**What to work on**: Exact repetition is required: reproduce every line of the data.

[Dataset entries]
• • •

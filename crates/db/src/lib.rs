//! In-memory entity repository.
//!
//! Rows live in an ordered map behind a read/write lock; identifiers come from
//! a per-repository sequence starting at 1. Filtering and ordering are
//! supplied by the caller, paging is applied here.

use std::{cmp::Ordering, collections::BTreeMap, str::FromStr};

use bookshelf_model::{Entity, EntityId};
use parking_lot::RwLock;
use thiserror::Error;

pub const DEFAULT_PAGE_SIZE: u64 = 20;

#[derive(Error, Debug, PartialEq, Eq)]
pub enum SortError {
    #[error("empty sort expression")]
    Empty,

    #[error("invalid sort direction '{0}'; expected asc or desc")]
    Direction(String),
}

#[derive(Debug, Clone, Copy, PartialEq, Eq, Default)]
pub enum Direction {
    #[default]
    Asc,
    Desc,
}

/// Parsed `field[,asc|desc]` sort expression.
#[derive(Debug, Clone, PartialEq, Eq)]
pub struct Sort {
    pub field: String,
    pub direction: Direction,
}

impl FromStr for Sort {
    type Err = SortError;

    fn from_str(raw: &str) -> Result<Self, Self::Err> {
        let mut parts = raw.split(',').map(str::trim);
        let field = parts.next().filter(|f| !f.is_empty()).ok_or(SortError::Empty)?;
        let direction = match parts.next().map(str::to_ascii_lowercase).as_deref() {
            None | Some("") | Some("asc") => Direction::Asc,
            Some("desc") => Direction::Desc,
            Some(other) => return Err(SortError::Direction(other.to_string())),
        };

        Ok(Self {
            field: field.to_string(),
            direction,
        })
    }
}

/// Zero-based page request.
#[derive(Debug, Clone, Copy, PartialEq, Eq)]
pub struct Pageable {
    pub page: u64,
    pub size: u64,
}

impl Default for Pageable {
    fn default() -> Self {
        Self {
            page: 0,
            size: DEFAULT_PAGE_SIZE,
        }
    }
}

/// One page of matching rows plus the number of rows matching overall.
#[derive(Debug, Clone, PartialEq)]
pub struct Page<E> {
    pub content: Vec<E>,
    pub total: u64,
}

struct Rows<E> {
    by_id: BTreeMap<EntityId, E>,
    sequence: EntityId,
}

pub struct Repository<E> {
    rows: RwLock<Rows<E>>,
}

impl<E: Entity> Default for Repository<E> {
    fn default() -> Self {
        Self::new()
    }
}

impl<E: Entity> Repository<E> {
    pub fn new() -> Self {
        Self {
            rows: RwLock::new(Rows {
                by_id: BTreeMap::new(),
                sequence: 0,
            }),
        }
    }

    /// Insert or replace `entity`, assigning the next id when it has none.
    pub fn save(&self, mut entity: E) -> E {
        let mut rows = self.rows.write();
        let id = match entity.id() {
            Some(id) => {
                rows.sequence = rows.sequence.max(id);
                id
            }
            None => {
                rows.sequence += 1;
                let id = rows.sequence;
                entity.set_id(id);
                id
            }
        };
        rows.by_id.insert(id, entity.clone());
        tracing::trace!(resource = E::RESOURCE, id, "row saved");
        entity
    }

    pub fn find_by_id(&self, id: EntityId) -> Option<E> {
        self.rows.read().by_id.get(&id).cloned()
    }

    pub fn exists_by_id(&self, id: EntityId) -> bool {
        self.rows.read().by_id.contains_key(&id)
    }

    /// Remove the row; missing ids are ignored.
    pub fn delete_by_id(&self, id: EntityId) -> bool {
        self.rows.write().by_id.remove(&id).is_some()
    }

    pub fn count(&self, filter: impl Fn(&E) -> bool) -> u64 {
        self.rows.read().by_id.values().filter(|e| filter(*e)).count() as u64
    }

    /// Matching rows ordered by `order` (id order when `None`), then paged.
    pub fn find_all(
        &self,
        filter: impl Fn(&E) -> bool,
        order: Option<&dyn Fn(&E, &E) -> Ordering>,
        pageable: Pageable,
    ) -> Page<E> {
        let mut matching: Vec<E> = self
            .rows
            .read()
            .by_id
            .values()
            .filter(|e| filter(*e))
            .cloned()
            .collect();

        if let Some(order) = order {
            matching.sort_by(|a, b| order(a, b));
        }

        let total = matching.len() as u64;
        let skip = pageable.page.saturating_mul(pageable.size) as usize;
        let content = matching
            .into_iter()
            .skip(skip)
            .take(pageable.size as usize)
            .collect();

        Page { content, total }
    }
}

#[cfg(test)]
mod tests {
    use super::*;
    use bookshelf_model::Book;

    fn seeded() -> Repository<Book> {
        let repo = Repository::new();
        for (title, price) in [("Dune", 9.99), ("Emma", 4.5), ("Ulysses", 15.0)] {
            repo.save(Book::new(title, price));
        }
        repo
    }

    #[test]
    fn save_assigns_sequential_ids() {
        let repo = seeded();
        assert_eq!(repo.find_by_id(1).and_then(|b| b.title).as_deref(), Some("Dune"));
        assert_eq!(repo.find_by_id(3).and_then(|b| b.title).as_deref(), Some("Ulysses"));
        assert_eq!(repo.save(Book::new("Next", 1.0)).id, Some(4));
    }

    #[test]
    fn save_with_id_replaces_row() {
        let repo = seeded();
        repo.save(Book {
            id: Some(2),
            ..Book::new("Persuasion", 6.0)
        });
        assert_eq!(repo.count(|_| true), 3);
        assert_eq!(repo.find_by_id(2).and_then(|b| b.title).as_deref(), Some("Persuasion"));
    }

    #[test]
    fn delete_missing_id_is_noop() {
        let repo = seeded();
        assert!(repo.delete_by_id(1));
        assert!(!repo.delete_by_id(1));
        assert!(!repo.exists_by_id(1));
    }

    #[test]
    fn find_all_pages_and_counts_total() {
        let repo = seeded();
        let page = repo.find_all(|_| true, None, Pageable { page: 1, size: 2 });
        assert_eq!(page.total, 3);
        assert_eq!(page.content.len(), 1);
        assert_eq!(page.content[0].id, Some(3));
    }

    #[test]
    fn find_all_applies_filter_and_order() {
        let repo = seeded();
        let by_price_desc =
            |a: &Book, b: &Book| b.price.partial_cmp(&a.price).unwrap_or(Ordering::Equal);
        let page = repo.find_all(
            |b| b.price.is_some_and(|p| p > 5.0),
            Some(&by_price_desc),
            Pageable::default(),
        );
        let titles: Vec<_> = page.content.into_iter().filter_map(|b| b.title).collect();
        assert_eq!(titles, vec!["Ulysses", "Dune"]);
        assert_eq!(page.total, 2);
    }

    #[test]
    fn parses_sort_expressions() {
        assert_eq!(
            "title,desc".parse::<Sort>(),
            Ok(Sort {
                field: "title".into(),
                direction: Direction::Desc
            })
        );
        assert_eq!("price".parse::<Sort>().map(|s| s.direction), Ok(Direction::Asc));
        assert_eq!("".parse::<Sort>(), Err(SortError::Empty));
        assert_eq!(
            "id,up".parse::<Sort>(),
            Err(SortError::Direction("up".into()))
        );
    }
}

• • •

**Result of the exercise**:
filename crates/db/src/lib.rs
//! In-memory entity repository.
//!
//! Rows live in an ordered map behind a read/write lock; identifiers come from
//! a per-repository sequence starting at 1. Filtering and ordering are
//! supplied by the caller, paging is applied here.

use std::{cmp::Ordering, collections::BTreeMap, str::FromStr};

use bookshelf_model::{Entity, EntityId};
use parking_lot::RwLock;
use thiserror::Error;

pub const DEFAULT_PAGE_SIZE: u64 = 20;

#[derive(Error, Debug, PartialEq, Eq)]
pub enum SortError {
    #[error("empty sort expression")]
    Empty,

    #[error("invalid sort direction '{0}'; expected asc or desc")]
    Direction(String),
}

#[derive(Debug, Clone, Copy, PartialEq, Eq, Default)]
pub enum Direction {
    #[default]
    Asc,
    Desc,
}

/// Parsed `field[,asc|desc]` sort expression.
#[derive(Debug, Clone, PartialEq, Eq)]
pub struct Sort {
    pub field: String,
    pub direction: Direction,
}

impl FromStr for Sort {
    type Err = SortError;

    fn from_str(raw: &str) -> Result<Self, Self::Err> {
        let mut parts = raw.split(',').map(str::trim);
        let field = parts.next().filter(|f| !f.is_empty()).ok_or(SortError::Empty)?;
        let direction = match parts.next().map(str::to_ascii_lowercase).as_deref() {
            None | Some("") | Some("asc") => Direction::Asc,
            Some("desc") => Direction::Desc,
            Some(other) => return Err(SortError::Direction(other.to_string())),
        };

        Ok(Self {
            field: field.to_string(),
            direction,
        })
    }
}

/// Zero-based page request.
#[derive(Debug, Clone, Copy, PartialEq, Eq)]
pub struct Pageable {
    pub page: u64,
    pub size: u64,
}

impl Default for Pageable {
    fn default() -> Self {
        Self {
            page: 0,
            size: DEFAULT_PAGE_SIZE,
        }
    }
}

/// One page of matching rows plus the number of rows matching overall.
#[derive(Debug, Clone, PartialEq)]
pub struct Page<E> {
    pub content: Vec<E>,
    pub total: u64,
}

struct Rows<E> {
    by_id: BTreeMap<EntityId, E>,
    sequence: EntityId,
}

pub struct Repository<E> {
    rows: RwLock<Rows<E>>,
}

impl<E: Entity> Default for Repository<E> {
    fn default() -> Self {
        Self::new()
    }
}

impl<E: Entity> Repository<E> {
    pub fn new() -> Self {
        Self {
            rows: RwLock::new(Rows {
                by_id: BTreeMap::new(),
                sequence: 0,
            }),
        }
    }

    /// Insert or replace `entity`, assigning the next id when it has none.
    pub fn save(&self, mut entity: E) -> E {
        let mut rows = self.rows.write();
        let id = match entity.id() {
            Some(id) => {
                rows.sequence = rows.sequence.max(id);
                id
            }
            None => {
                rows.sequence += 1;
                let id = rows.sequence;
                entity.set_id(id);
                id
            }
        };
        rows.by_id.insert(id, entity.clone());
        tracing::trace!(resource = E::RESOURCE, id, "row saved");
        entity
    }

    pub fn find_by_id(&self, id: EntityId) -> Option<E> {
        self.rows.read().by_id.get(&id).cloned()
    }

    pub fn exists_by_id(&self, id: EntityId) -> bool {
        self.rows.read().by_id.contains_key(&id)
    }

    /// Remove the row; missing ids are ignored.
    pub fn delete_by_id(&self, id: EntityId) -> bool {
        self.rows.write().by_id.remove(&id).is_some()
    }

    pub fn count(&self, filter: impl Fn(&E) -> bool) -> u64 {
        self.rows.read().by_id.values().filter(|e| filter(*e)).count() as u64
    }

    /// Matching rows ordered by `order` (id order when `None`), then paged.
    pub fn find_all(
        &self,
        filter: impl Fn(&E) -> bool,
        order: Option<&dyn Fn(&E, &E) -> Ordering>,
        pageable: Pageable,
    ) -> Page<E> {
        let mut matching: Vec<E> = self
            .rows
            .read()
            .by_id
            .values()
            .filter(|e| filter(*e))
            .cloned()
            .collect();

        if let Some(order) = order {
            matching.sort_by(|a, b| order(a, b));
        }

        let total = matching.len() as u64;
        let skip = pageable.page.saturating_mul(pageable.size) as usize;
        let content = matching
            .into_iter()
            .skip(skip)
            .take(pageable.size as usize)
            .collect();

        Page { content, total }
    }
}

#[cfg(test)]
mod tests {
    use super::*;
    use bookshelf_model::Book;

    fn seeded() -> Repository<Book> {
        let repo = Repository::new();
        for (title, price) in [("Dune", 9.99), ("Emma", 4.5), ("Ulysses", 15.0)] {
            repo.save(Book::new(title, price));
        }
        repo
    }

    #[test]
    fn save_assigns_sequential_ids() {
        let repo = seeded();
        assert_eq!(repo.find_by_id(1).and_then(|b| b.title).as_deref(), Some("Dune"));
        assert_eq!(repo.find_by_id(3).and_then(|b| b.title).as_deref(), Some("Ulysses"));
        assert_eq!(repo.save(Book::new("Next", 1.0)).id, Some(4));
    }

    #[test]
    fn save_with_id_replaces_row() {
        let repo = seeded();
        repo.save(Book {
            id: Some(2),
            ..Book::new("Persuasion", 6.0)
        });
        assert_eq!(repo.count(|_| true), 3);
        assert_eq!(repo.find_by_id(2).and_then(|b| b.title).as_deref(), Some("Persuasion"));
    }

    #[test]
    fn delete_missing_id_is_noop() {
        let repo = seeded();
        assert!(repo.delete_by_id(1));
        assert!(!repo.delete_by_id(1));
        assert!(!repo.exists_by_id(1));
    }

    #[test]
    fn find_all_pages_and_counts_total() {
        let repo = seeded();
        let page = repo.find_all(|_| true, None, Pageable { page: 1, size: 2 });
        assert_eq!(page.total, 3);
        assert_eq!(page.content.len(), 1);
        assert_eq!(page.content[0].id, Some(3));
    }

    #[test]
    fn find_all_applies_filter_and_order() {
        let repo = seeded();
        let by_price_desc =
            |a: &Book, b: &Book| b.price.partial_cmp(&a.price).unwrap_or(Ordering::Equal);
        let page = repo.find_all(
            |b| b.price.is_some_and(|p| p > 5.0),
            Some(&by_price_desc),
            Pageable::default(),
        );
        let titles: Vec<_> = page.content.into_iter().filter_map(|b| b.title).collect();
        assert_eq!(titles, vec!["Ulysses", "Dune"]);
        assert_eq!(page.total, 2);
    }

    #[test]
    fn parses_sort_expressions() {
        assert_eq!(
            "title,desc".parse::<Sort>(),
            Ok(Sort {
                field: "title".into(),
                direction: Direction::Desc
            })
        );
        assert_eq!("price".parse::<Sort>().map(|s| s.direction), Ok(Direction::Asc));
        assert_eq!("".parse::<Sort>(), Err(SortError::Empty));
        assert_eq!(
            "id,up".parse::<Sort>(),
            Err(SortError::Direction("up".into()))
        );
    }
}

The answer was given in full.